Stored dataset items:
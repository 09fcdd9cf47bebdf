use thiserror::Error;

use crate::segment::Span;

/// Recoverable oddities met while decoding. Decoding never fails; these
/// only report what was ignored or defaulted.
#[derive(Debug, Clone, PartialEq, Eq, Error)]
pub enum CodecWarning {
    #[error("unknown layer type `{tag}` at {}..{}", span.start, span.end)]
    UnknownLayer { tag: String, span: Span },

    #[error("universal dependency head `{value}` is not a number, using -1")]
    MalformedHead { value: String },

    #[error("universal dependency `{value}` has no label")]
    MissingLabel { value: String },
}
use crate::phrase::AnnotatedPhrase;
use crate::sentence::AnnotatedSentence;
use crate::word::AnnotatedWord;

/// Lazy left-to-right chunking of a sentence by shallow-parse tag. A new
/// phrase starts where a tagged word is followed by a word with a
/// different tag; an untagged word never closes a phrase.
///
/// Clone the iterator (or ask the sentence again) to restart.
#[derive(Debug, Clone)]
pub struct ShallowParseGroups<'a> {
    words: &'a [AnnotatedWord],
    position: usize,
}

impl<'a> Iterator for ShallowParseGroups<'a> {
    type Item = AnnotatedPhrase<'a>;

    fn next(&mut self) -> Option<Self::Item> {
        let start = self.position;
        let first = self.words.get(start)?;

        let mut end = start + 1;
        while let Some(word) = self.words.get(end) {
            let previous = self.words[end - 1].shallow_parse();
            if previous.is_some() && previous != word.shallow_parse() {
                break;
            }
            end += 1;
        }

        self.position = end;
        Some(AnnotatedPhrase::new(
            start,
            first.shallow_parse(),
            &self.words[start..end],
        ))
    }
}

impl AnnotatedSentence {
    pub fn shallow_parse_groups(&self) -> ShallowParseGroups<'_> {
        ShallowParseGroups {
            words: self.words(),
            position: 0,
        }
    }
}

--- EXERCISE REQUIREMENTS ---
Make an exact copy of every line from the one with "use crate::sentence::AnnotatedSentence;" to the end of the data, with the first and last of those lines included.

--- EXERCISE OUTPUT ---
use crate::sentence::AnnotatedSentence;
use crate::word::AnnotatedWord;

/// Lazy left-to-right chunking of a sentence by shallow-parse tag. A new
/// phrase starts where a tagged word is followed by a word with a
/// different tag; an untagged word never closes a phrase.
///
/// Clone the iterator (or ask the sentence again) to restart.
#[derive(Debug, Clone)]
pub struct ShallowParseGroups<'a> {
    words: &'a [AnnotatedWord],
    position: usize,
}

impl<'a> Iterator for ShallowParseGroups<'a> {
    type Item = AnnotatedPhrase<'a>;

    fn next(&mut self) -> Option<Self::Item> {
        let start = self.position;
        let first = self.words.get(start)?;

        let mut end = start + 1;
        while let Some(word) = self.words.get(end) {
            let previous = self.words[end - 1].shallow_parse();
            if previous.is_some() && previous != word.shallow_parse() {
                break;
            }
            end += 1;
        }

        self.position = end;
        Some(AnnotatedPhrase::new(
            start,
            first.shallow_parse(),
            &self.words[start..end],
        ))
    }
}

impl AnnotatedSentence {
    pub fn shallow_parse_groups(&self) -> ShallowParseGroups<'_> {
        ShallowParseGroups {
            words: self.words(),
            position: 0,
        }
    }
}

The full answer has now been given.